[Saved entries]
BEGIN

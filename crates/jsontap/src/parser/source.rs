//! The byte stream a [`Parser`](crate::Parser) reads from.
//!
//! A source is owned by the parser for the whole parse. The parser closes it
//! at most once, when parsing is stopped.

use std::{fmt, io, io::BufRead};

use bstr::ByteSlice;

/// Outcome of one [`ByteSource::read_chunk`] call.
#[derive(Debug, Clone, Copy, PartialEq, Eq)]
pub struct Chunk {
    /// Number of bytes appended to the output buffer.
    pub len: usize,
    /// Whether the chunk ends with the requested terminator.
    pub terminated: bool,
}

impl Chunk {
    /// A read that made no progress signals end of stream.
    #[must_use]
    pub fn is_eof(self) -> bool {
        self.len == 0 && !self.terminated
    }
}

/// A sequential byte stream that is read in bounded chunks.
pub trait ByteSource {
    /// Appends at most `max` bytes to `out`, stopping right after
    /// `terminator` if it occurs first. The terminator stays in the output.
    ///
    /// Blocks until at least one byte is available or the stream ends. A
    /// closed source behaves as if it were at end of stream.
    fn read_chunk(&mut self, out: &mut Vec<u8>, max: usize, terminator: &[u8])
    -> io::Result<Chunk>;

    /// Releases the underlying stream.
    fn close(&mut self) -> io::Result<()>;

    /// False once [`close`](Self::close) has been called.
    fn is_open(&self) -> bool;
}

type CloseHook<R> = Box<dyn FnOnce(R) -> io::Result<()>>;

/// Adapts any [`BufRead`] into a [`ByteSource`].
///
/// Closing drops the reader, or hands it to the hook given to
/// [`ReaderSource::with_close`] so that wrappers needing an explicit finish
/// step (compressed streams, sockets) can perform it.
pub struct ReaderSource<R> {
    reader: Option<R>,
    on_close: Option<CloseHook<R>>,
}

impl<R: fmt::Debug> fmt::Debug for ReaderSource<R> {
    fn fmt(&self, f: &mut fmt::Formatter<'_>) -> fmt::Result {
        f.debug_struct("ReaderSource")
            .field("reader", &self.reader)
            .field("on_close", &self.on_close.is_some())
            .finish()
    }
}

impl<R: BufRead> ReaderSource<R> {
    /// A source that closes by dropping `reader`.
    pub fn new(reader: R) -> Self {
        Self {
            reader: Some(reader),
            on_close: None,
        }
    }

    /// A source that passes `reader` to `on_close` when closed.
    pub fn with_close(reader: R, on_close: impl FnOnce(R) -> io::Result<()> + 'static) -> Self {
        Self {
            reader: Some(reader),
            on_close: Some(Box::new(on_close)),
        }
    }
}

impl<R: BufRead> ByteSource for ReaderSource<R> {
    fn read_chunk(
        &mut self,
        out: &mut Vec<u8>,
        max: usize,
        terminator: &[u8],
    ) -> io::Result<Chunk> {
        let Some(reader) = self.reader.as_mut() else {
            return Ok(Chunk {
                len: 0,
                terminated: false,
            });
        };

        let start = out.len();
        let mut terminated = false;
        while !terminated && out.len() - start < max {
            let available = match reader.fill_buf() {
                Ok(available) => available,
                Err(err) if err.kind() == io::ErrorKind::Interrupted => continue,
                Err(err) => return Err(err),
            };
            if available.is_empty() {
                break;
            }

            let take = available.len().min(max - (out.len() - start));
            // A terminator may straddle two fills.
            let search_from = out.len() - terminator.len().saturating_sub(1).min(out.len() - start);
            out.extend_from_slice(&available[..take]);

            let mut consumed = take;
            if !terminator.is_empty() {
                if let Some(i) = out[search_from..].find(terminator) {
                    let end = search_from + i + terminator.len();
                    consumed -= out.len() - end;
                    out.truncate(end);
                    terminated = true;
                }
            }
            reader.consume(consumed);
        }

        Ok(Chunk {
            len: out.len() - start,
            terminated,
        })
    }

    fn close(&mut self) -> io::Result<()> {
        match (self.reader.take(), self.on_close.take()) {
            (Some(reader), Some(on_close)) => on_close(reader),
            _ => Ok(()),
        }
    }

    fn is_open(&self) -> bool {
        self.reader.is_some()
    }
}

END

■ WHAT IS REQUIRED
Pull out every line of the records that includes the string "closes".

■ TASK RESULT
//! A source is owned by the parser for the whole parse. The parser closes it
    /// A source that closes by dropping `reader`.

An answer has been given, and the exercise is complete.